//! Per-card runtime state and notification bookkeeping.

use std::collections::{BTreeSet, HashMap, HashSet};
use std::fmt;

use tokio::time::Instant;

use crate::sound::SoundId;
use crate::types::{ColorTag, CueSlot, TimerMode};

// ============================================================================
// TimerPhase
// ============================================================================

/// Lifecycle of one countdown.
#[derive(Debug, Clone, Copy, Default, PartialEq, Eq)]
pub enum TimerPhase {
    /// Waiting to start; `remaining` holds the configured duration
    #[default]
    Idle,
    /// Counting down
    Running,
    /// Reached zero; the end sequence owns the audio
    Finished,
}

impl TimerPhase {
    /// Returns the Japanese display name.
    #[must_use]
    pub const fn label(self) -> &'static str {
        match self {
            Self::Idle => "待機中",
            Self::Running => "実行中",
            Self::Finished => "終了",
        }
    }
}

impl fmt::Display for TimerPhase {
    fn fmt(&self, f: &mut fmt::Formatter<'_>) -> fmt::Result {
        f.write_str(self.label())
    }
}

// ============================================================================
// Fire tags
// ============================================================================

/// Which configured row a cue belongs to.
#[derive(Debug, Clone, Copy, PartialEq, Eq, Hash, PartialOrd, Ord)]
pub enum FireSource {
    /// Notify row at this index
    Notify(usize),
    /// Button row at this index
    Button(usize),
}

/// Identity of one armed threshold: row, slot and threshold seconds.
#[derive(Debug, Clone, Copy, PartialEq, Eq, Hash)]
pub struct FireTag {
    pub source: FireSource,
    pub slot: CueSlot,
    pub threshold: u32,
}

/// A threshold crossed by one step of the countdown.
#[derive(Debug, Clone, PartialEq, Eq)]
pub struct Fire {
    pub tag: FireTag,
    pub sound: SoundId,
    /// Background switched to (notify rows only)
    pub color: Option<ColorTag>,
}

/// Returns true if stepping from `prev` to `next` reaches `threshold`.
///
/// Inclusive on landing exactly on the threshold, and tolerant of jumps that
/// skip over it.
#[must_use]
pub fn crossed(prev: u32, next: u32, threshold: u32) -> bool {
    next == threshold || (prev > threshold && next <= threshold)
}

/// Collects every threshold reached between `prev` and `next`.
///
/// Order is fixed: notify rows by index, then toggled button rows by index;
/// within a row the first cue before the second. Already-fired tags are not
/// filtered here.
#[must_use]
pub fn collect_fires(mode: &TimerMode, toggled: &BTreeSet<usize>, prev: u32, next: u32) -> Vec<Fire> {
    let mut fires = Vec::new();

    for (i, row) in mode.notify_rows.iter().enumerate() {
        for slot in CueSlot::BOTH {
            let cue = row.cue(slot);
            let threshold = cue.threshold_seconds();
            if crossed(prev, next, threshold) {
                fires.push(Fire {
                    tag: FireTag {
                        source: FireSource::Notify(i),
                        slot,
                        threshold,
                    },
                    sound: cue.sound.clone(),
                    color: row.color,
                });
            }
        }
    }

    let rows = mode.button_rows();
    for &i in toggled {
        let Some(row) = rows.get(i) else { continue };
        for slot in CueSlot::BOTH {
            let cue = row.cue(slot);
            let threshold = cue.threshold_seconds();
            if crossed(prev, next, threshold) {
                fires.push(Fire {
                    tag: FireTag {
                        source: FireSource::Button(i),
                        slot,
                        threshold,
                    },
                    sound: cue.sound.clone(),
                    color: None,
                });
            }
        }
    }

    fires
}

// ============================================================================
// TimerCardState
// ============================================================================

/// Runtime state of one card, owned by its engine.
#[derive(Debug, Clone, Default)]
pub struct TimerCardState {
    pub active_mode: usize,
    pub remaining: u32,
    pub phase: TimerPhase,
    pub finished_at: Option<Instant>,
    /// Mode that was active when the current run started
    pub mode_at_start: Option<usize>,
    /// Background set by the most recent notify row
    pub active_color: Option<ColorTag>,
    notified: HashSet<FireTag>,
    toggled: BTreeSet<usize>,
    button_fired: HashMap<usize, HashSet<FireTag>>,
}

impl TimerCardState {
    /// Creates an idle state for `mode` with `remaining` seconds.
    #[must_use]
    pub fn new(active_mode: usize, remaining: u32) -> Self {
        Self {
            active_mode,
            remaining,
            ..Self::default()
        }
    }

    /// Records `tag` as fired. Returns false if it already fired.
    pub fn mark_fired(&mut self, tag: FireTag) -> bool {
        match tag.source {
            FireSource::Notify(_) => self.notified.insert(tag),
            FireSource::Button(i) => self.button_fired.entry(i).or_default().insert(tag),
        }
    }

    /// Returns true if `tag` fired during the current run or toggle session.
    #[must_use]
    pub fn has_fired(&self, tag: &FireTag) -> bool {
        match tag.source {
            FireSource::Notify(_) => self.notified.contains(tag),
            FireSource::Button(i) => self
                .button_fired
                .get(&i)
                .is_some_and(|fired| fired.contains(tag)),
        }
    }

    /// Flips button row `index`. Returns the new on/off state.
    ///
    /// Both directions start a fresh toggle session, so thresholds that
    /// already fired are armed again.
    pub fn toggle(&mut self, index: usize) -> bool {
        self.button_fired.remove(&index);
        if self.toggled.remove(&index) {
            false
        } else {
            self.toggled.insert(index);
            true
        }
    }

    #[must_use]
    pub fn toggled(&self) -> &BTreeSet<usize> {
        &self.toggled
    }

    #[must_use]
    pub fn is_toggled(&self, index: usize) -> bool {
        self.toggled.contains(&index)
    }

    /// Forgets every fired tag, toggle and color.
    pub fn clear_notifications(&mut self) {
        self.clear_fired();
        self.toggled.clear();
    }

    /// Re-arms every threshold but leaves button rows switched on.
    pub fn clear_fired(&mut self) {
        self.notified.clear();
        self.button_fired.clear();
        self.active_color = None;
    }
}

#[cfg(test)]
mod tests {
    use super::*;
    use crate::types::{ButtonRow, Cue, NotifyRow};

    fn notify_row(first: (u32, u32, &str), second: (u32, u32, &str), color: ColorTag) -> NotifyRow {
        NotifyRow {
            first: Cue::new(first.0, first.1, first.2),
            second: Cue::new(second.0, second.1, second.2),
            color: Some(color),
        }
    }

    fn button_row(sec: u32, sound: &str) -> ButtonRow {
        ButtonRow {
            first: Cue::new(0, sec, sound),
            second: Cue::new(0, 0, ""),
            label: "呼出".to_string(),
        }
    }

    #[test]
    fn test_crossed() {
        assert!(crossed(4, 3, 3));
        assert!(crossed(5, 2, 3), "jump over the threshold");
        assert!(crossed(3, 3, 3), "landing exactly");
        assert!(!crossed(5, 4, 3));
        assert!(!crossed(3, 2, 3), "already below");
        assert!(crossed(1, 0, 0));
    }

    #[test]
    fn test_collect_fires_order() {
        let mode = TimerMode::default()
            .with_duration(0, 10)
            .with_notify_row(notify_row((0, 3, "x"), (0, 3, "y"), ColorTag::Blue))
            .with_notify_row(notify_row((0, 3, "z"), (0, 8, "w"), ColorTag::Pink))
            .with_button_row(button_row(9, "b0"))
            .with_button_row(button_row(3, "b1"));
        let toggled: BTreeSet<usize> = [1].into_iter().collect();

        let fires = collect_fires(&mode, &toggled, 4, 3);
        let sounds: Vec<&str> = fires.iter().map(|f| f.sound.as_str()).collect();
        assert_eq!(sounds, vec!["x", "y", "z", "b1"]);
        assert_eq!(fires[0].color, Some(ColorTag::Blue));
        assert_eq!(fires[3].color, None);
        assert_eq!(fires[3].tag.source, FireSource::Button(1));
    }

    #[test]
    fn test_untoggled_buttons_do_not_fire() {
        let mode = TimerMode::default().with_button_row(button_row(3, "b0"));
        assert!(collect_fires(&mode, &BTreeSet::new(), 4, 3).is_empty());
    }

    #[test]
    fn test_mark_fired_once() {
        let mut state = TimerCardState::new(0, 10);
        let tag = FireTag {
            source: FireSource::Notify(0),
            slot: CueSlot::First,
            threshold: 3,
        };
        assert!(state.mark_fired(tag));
        assert!(!state.mark_fired(tag));
        assert!(state.has_fired(&tag));

        state.clear_notifications();
        assert!(!state.has_fired(&tag));
    }

    #[test]
    fn test_toggle_rearms_button() {
        let mut state = TimerCardState::new(0, 10);
        let tag = FireTag {
            source: FireSource::Button(2),
            slot: CueSlot::Second,
            threshold: 5,
        };
        assert!(state.toggle(2));
        assert!(state.mark_fired(tag));

        assert!(!state.toggle(2));
        assert!(!state.is_toggled(2));
        assert!(state.toggle(2));
        assert!(!state.has_fired(&tag));
        assert!(state.mark_fired(tag));
    }

    #[test]
    fn test_phase_display() {
        assert_eq!(TimerPhase::Running.to_string(), "実行中");
        assert_eq!(TimerPhase::default(), TimerPhase::Idle);
    }
}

## EXERCISE OBJECTIVE
Copy out each line of the records above that includes "TimerMode".

## OUTPUT FOR THIS TASK
use crate::types::{ColorTag, CueSlot, TimerMode};
pub fn collect_fires(mode: &TimerMode, toggled: &BTreeSet<usize>, prev: u32, next: u32) -> Vec<Fire> {
        let mode = TimerMode::default()
        let mode = TimerMode::default().with_button_row(button_row(3, "b0"));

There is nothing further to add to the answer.